── Data provided

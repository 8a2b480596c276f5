//! URL resolution and classification for archive pages
//!
//! This module resolves hrefs against the page they were found on and
//! answers the membership questions the crawl modes ask about a link:
//! whether it stays on the archive, and whether it points off-site.
//!
//! The flat crawl and the hierarchical walk use deliberately different
//! same-domain predicates ([`same_suffix_domain`] and [`netloc_contains`]).

use regex::Regex;
use std::sync::LazyLock;
use url::Url;

static TRAILING_DIGITS: LazyLock<Regex> = LazyLock::new(|| Regex::new(r"(\d+)/?$").unwrap());

/// Resolve `href` against `base` using standard URL-resolution rules
///
/// Handles relative paths, root-relative paths, protocol-relative hrefs,
/// fragments and query strings.
///
/// # Returns
///
/// The absolute URL, or `None` if `base` is not absolute or the join fails
///
/// # Examples
///
/// ```
/// use toiscrape::crawler::url::normalize;
///
/// assert_eq!(
///     normalize("http://a.com/x/", "y.html").as_deref(),
///     Some("http://a.com/x/y.html")
/// );
/// assert_eq!(
///     normalize("http://a.com/x/", "/y.html").as_deref(),
///     Some("http://a.com/y.html")
/// );
/// ```
pub fn normalize(base: &str, href: &str) -> Option<String> {
    let base = Url::parse(base).ok()?;
    base.join(href.trim()).ok().map(String::from)
}

/// Host plus `:port` when the URL carries an explicit port
pub fn netloc(url: &str) -> Option<String> {
    let parsed = Url::parse(url).ok()?;
    let host = parsed.host_str()?;

    Some(match parsed.port() {
        Some(port) => format!("{host}:{port}"),
        None => host.to_string(),
    })
}

/// Flat-crawl membership: the link's netloc ends with `base_host`
///
/// This is a suffix test, so subdomains of the start host qualify.
///
/// # Examples
///
/// ```
/// use toiscrape::crawler::url::same_suffix_domain;
///
/// assert!(same_suffix_domain("ndl.gov.in", "http://www.ndl.gov.in/a"));
/// assert!(!same_suffix_domain("ndl.gov.in", "http://ndl.gov.in.evil.com/a"));
/// ```
pub fn same_suffix_domain(base_host: &str, url: &str) -> bool {
    netloc(url).is_some_and(|n| n.ends_with(base_host))
}

/// Hierarchical membership: `base_netloc` occurs anywhere in the link's netloc
///
/// # Examples
///
/// ```
/// use toiscrape::crawler::url::netloc_contains;
///
/// assert!(netloc_contains("ndl.gov.in", "http://www.ndl.gov.in/a"));
/// assert!(netloc_contains("ndl.gov.in", "http://ndl.gov.in.mirror.net/a"));
/// assert!(!netloc_contains("www.ndl.gov.in", "http://ndl.gov.in/a"));
/// ```
pub fn netloc_contains(base_netloc: &str, url: &str) -> bool {
    netloc(url).is_some_and(|n| n.contains(base_netloc))
}

/// Numeric record id trailing the URL path
///
/// # Examples
///
/// ```
/// use toiscrape::crawler::url::record_id;
///
/// assert_eq!(
///     record_id("http://www.ndl.gov.in/nw_document/toi/timesofindia/thetoi_1938/123456").as_deref(),
///     Some("123456")
/// );
/// assert_eq!(record_id("http://www.ndl.gov.in/about"), None);
/// ```
pub fn record_id(url: &str) -> Option<String> {
    let parsed = Url::parse(url).ok()?;
    TRAILING_DIGITS
        .captures(parsed.path())
        .and_then(|caps| caps.get(1))
        .map(|m| m.as_str().to_string())
}

/// Whether the URL points somewhere other than the archive
///
/// A URL without a host (or one that fails to parse) is never external.
pub fn is_external(url: &str, archive_domain: &str) -> bool {
    let Ok(parsed) = Url::parse(url) else {
        return false;
    };

    match parsed.host_str() {
        Some(host) => !belongs_to(host, archive_domain),
        None => false,
    }
}

fn belongs_to(host: &str, domain: &str) -> bool {
    let host = host.to_ascii_lowercase();
    let domain = domain.to_ascii_lowercase();
    host == domain || host.ends_with(&format!(".{domain}"))
}

/// Whether an href is worth resolving and following
///
/// Skips empty hrefs, in-page fragments, `javascript:` and `mailto:` links.
pub fn is_followable_href(href: &str) -> bool {
    let href = href.trim();
    if href.is_empty() || href.starts_with('#') {
        return false;
    }

    let lower = href.to_ascii_lowercase();
    !(lower.starts_with("javascript:") || lower.starts_with("mailto:"))
}

/// Path component of a URL, or an empty string when it does not parse
pub fn path_of(url: &str) -> String {
    Url::parse(url)
        .map(|u| u.path().to_string())
        .unwrap_or_default()
}

/// Last non-empty path segment of a URL
pub fn last_segment(url: &str) -> Option<String> {
    let parsed = Url::parse(url).ok()?;
    parsed
        .path_segments()?
        .filter(|s| !s.is_empty())
        .last()
        .map(str::to_string)
}
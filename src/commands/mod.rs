pub mod archive;
pub mod crawl;

// Re-export command functions for convenience
pub use archive::{archive, ArchiveParams, ListMode};
pub use crawl::{crawl, CrawlParams};
//! CSS selectors shared by the extractor, the classifiers and the resolver
//!
//! Content roots are searched in a fixed priority order: an `<article>`
//! element, then a main-content container, then the whole document.

use lazy_static::lazy_static;
use scraper::{ElementRef, Html, Selector};

// Helper macro to parse selectors safely at compile time
macro_rules! parse_selector {
    ($s:expr) => {
        Selector::parse($s).expect(concat!("Invalid CSS selector: ", $s))
    };
}

lazy_static! {
    pub static ref TITLE: Selector = parse_selector!("title");
    pub static ref ARTICLE: Selector = parse_selector!("article");
    pub static ref PARAGRAPH: Selector = parse_selector!("p");
    pub static ref ANCHOR: Selector = parse_selector!("a[href]");
    pub static ref LIST_ITEM: Selector = parse_selector!("li");
    pub static ref IFRAME: Selector = parse_selector!("iframe[src]");
    pub static ref WITH_ID: Selector = parse_selector!("[id]");
    pub static ref ONCLICK: Selector = parse_selector!("[onclick]");
    pub static ref CANONICAL: Selector = parse_selector!("link[rel~='canonical'][href]");

    /// Main-content containers used by the article text extractor
    pub static ref MAIN_CONTAINER: Selector = parse_selector!("#main, main");

    /// Main-content containers used when scanning listing pages
    pub static ref MAIN_ROLE: Selector = parse_selector!("[role='main'], main, #main");

    /// Attributes viewers use to carry a link target outside `href`
    pub static ref DATA_LINKS: Vec<(Selector, &'static str)> = vec![
        (parse_selector!("[data-href]"), "data-href"),
        (parse_selector!("[data-url]"), "data-url"),
        (parse_selector!("[data-link]"), "data-link"),
    ];

    /// Social meta tags carrying the page's canonical address
    pub static ref URL_META: Vec<Selector> = vec![
        parse_selector!("meta[property='og:url'][content]"),
        parse_selector!("meta[name='og:url'][content]"),
        parse_selector!("meta[name='twitter:url'][content]"),
        parse_selector!("meta[property='twitter:url'][content]"),
    ];
}

/// Root element for listing-page scans
///
/// Priority: first `<article>`, then the first main-role container, then
/// the document root.
pub fn listing_root(document: &Html) -> ElementRef<'_> {
    document
        .select(&ARTICLE)
        .next()
        .or_else(|| document.select(&MAIN_ROLE).next())
        .unwrap_or_else(|| document.root_element())
}

/// Collapsed text of an element, text nodes joined by single spaces
pub fn element_text(element: &ElementRef<'_>) -> String {
    crate::utils::normalize_whitespace(&element.text().collect::<Vec<_>>().join(" "))
}

#[cfg(test)]
mod tests {
    use super::*;

    #[test]
    fn test_listing_root_priority() {
        let html = r#"<html><body>
            <div role="main"><a href="/m">main</a></div>
            <article><a href="/a">article</a></article>
        </body></html>"#;
        let doc = Html::parse_document(html);
        assert_eq!(listing_root(&doc).value().name(), "article");

        let html = r#"<html><body><nav>n</nav><div role="main">m</div></body></html>"#;
        let doc = Html::parse_document(html);
        assert_eq!(listing_root(&doc).value().attr("role"), Some("main"));

        let doc = Html::parse_document("<html><body><p>x</p></body></html>");
        assert_eq!(listing_root(&doc).value().name(), "html");
    }

    #[test]
    fn test_element_text_collapses_whitespace() {
        let doc = Html::parse_fragment("<p>Second <strong>bold</strong>\n   text.</p>");
        let p = doc.select(&PARAGRAPH).next().unwrap();
        assert_eq!(element_text(&p), "Second bold text.");
    }
}
//! Tests for URL normalization and the membership predicates

use proptest::prelude::*;
use toiscrape::crawler::url::{
    is_external, netloc_contains, normalize, record_id, same_suffix_domain,
};

#[test]
fn test_normalize_examples() {
    assert_eq!(
        normalize("http://a.com/x/", "y.html").as_deref(),
        Some("http://a.com/x/y.html")
    );
    assert_eq!(
        normalize("http://a.com/x/", "/y.html").as_deref(),
        Some("http://a.com/y.html")
    );
}

#[test]
fn test_normalize_fragment_and_parent() {
    assert_eq!(
        normalize("http://a.com/x/y/", "../z.html#top").as_deref(),
        Some("http://a.com/x/z.html#top")
    );
}

#[test]
fn test_predicates_disagree_on_mirror_hosts() {
    let mirror = "http://www.ndl.gov.in.mirror.net/toi";
    assert!(netloc_contains("www.ndl.gov.in", mirror));
    assert!(!same_suffix_domain("www.ndl.gov.in", mirror));
}

#[test]
fn test_is_external() {
    assert!(!is_external("http://www.ndl.gov.in/toi", "ndl.gov.in"));
    assert!(!is_external("http://NDL.gov.in/toi", "ndl.gov.in"));
    assert!(is_external("https://timesofindia.indiatimes.com/a", "ndl.gov.in"));
    assert!(is_external("http://notndl.gov.in/", "ndl.gov.in"));
    assert!(!is_external("/relative/only", "ndl.gov.in"));
}

#[test]
fn test_record_id_trailing_slash() {
    assert_eq!(record_id("http://a.in/toi/98765/").as_deref(), Some("98765"));
    assert_eq!(record_id("http://a.in/toi/98765?page=2").as_deref(), Some("98765"));
}

proptest! {
    #[test]
    fn prop_relative_segment_stays_on_base_host(segment in "[a-z0-9_-]{1,16}") {
        let base = "http://www.ndl.gov.in/nw_document/toi/";
        let url = normalize(base, &segment).unwrap();
        prop_assert_eq!(url, format!("{base}{segment}"));
    }

    #[test]
    fn prop_root_relative_replaces_path(segment in "[a-z0-9_-]{1,16}") {
        let url = normalize("http://a.com/x/y/z.html", &format!("/{segment}")).unwrap();
        prop_assert_eq!(url, format!("http://a.com/{segment}"));
    }

    #[test]
    fn prop_subdomains_pass_suffix_test(label in "[a-z][a-z0-9]{0,10}") {
        let url = format!("http://{label}.ndl.gov.in/page");
        prop_assert!(same_suffix_domain("ndl.gov.in", &url));
        prop_assert!(netloc_contains("ndl.gov.in", &url));
        prop_assert!(!is_external(&url, "ndl.gov.in"));
    }

    #[test]
    fn prop_record_id_is_trailing_digits(id in "[1-9][0-9]{0,11}") {
        let url = format!("http://www.ndl.gov.in/nw_document/toi/timesofindia/thetoi_1938/{id}");
        prop_assert_eq!(record_id(&url), Some(id));
    }
}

────

Please state the number of lines in the listing that include the word "body", with no other words.

◆ Finished exercise ◆
4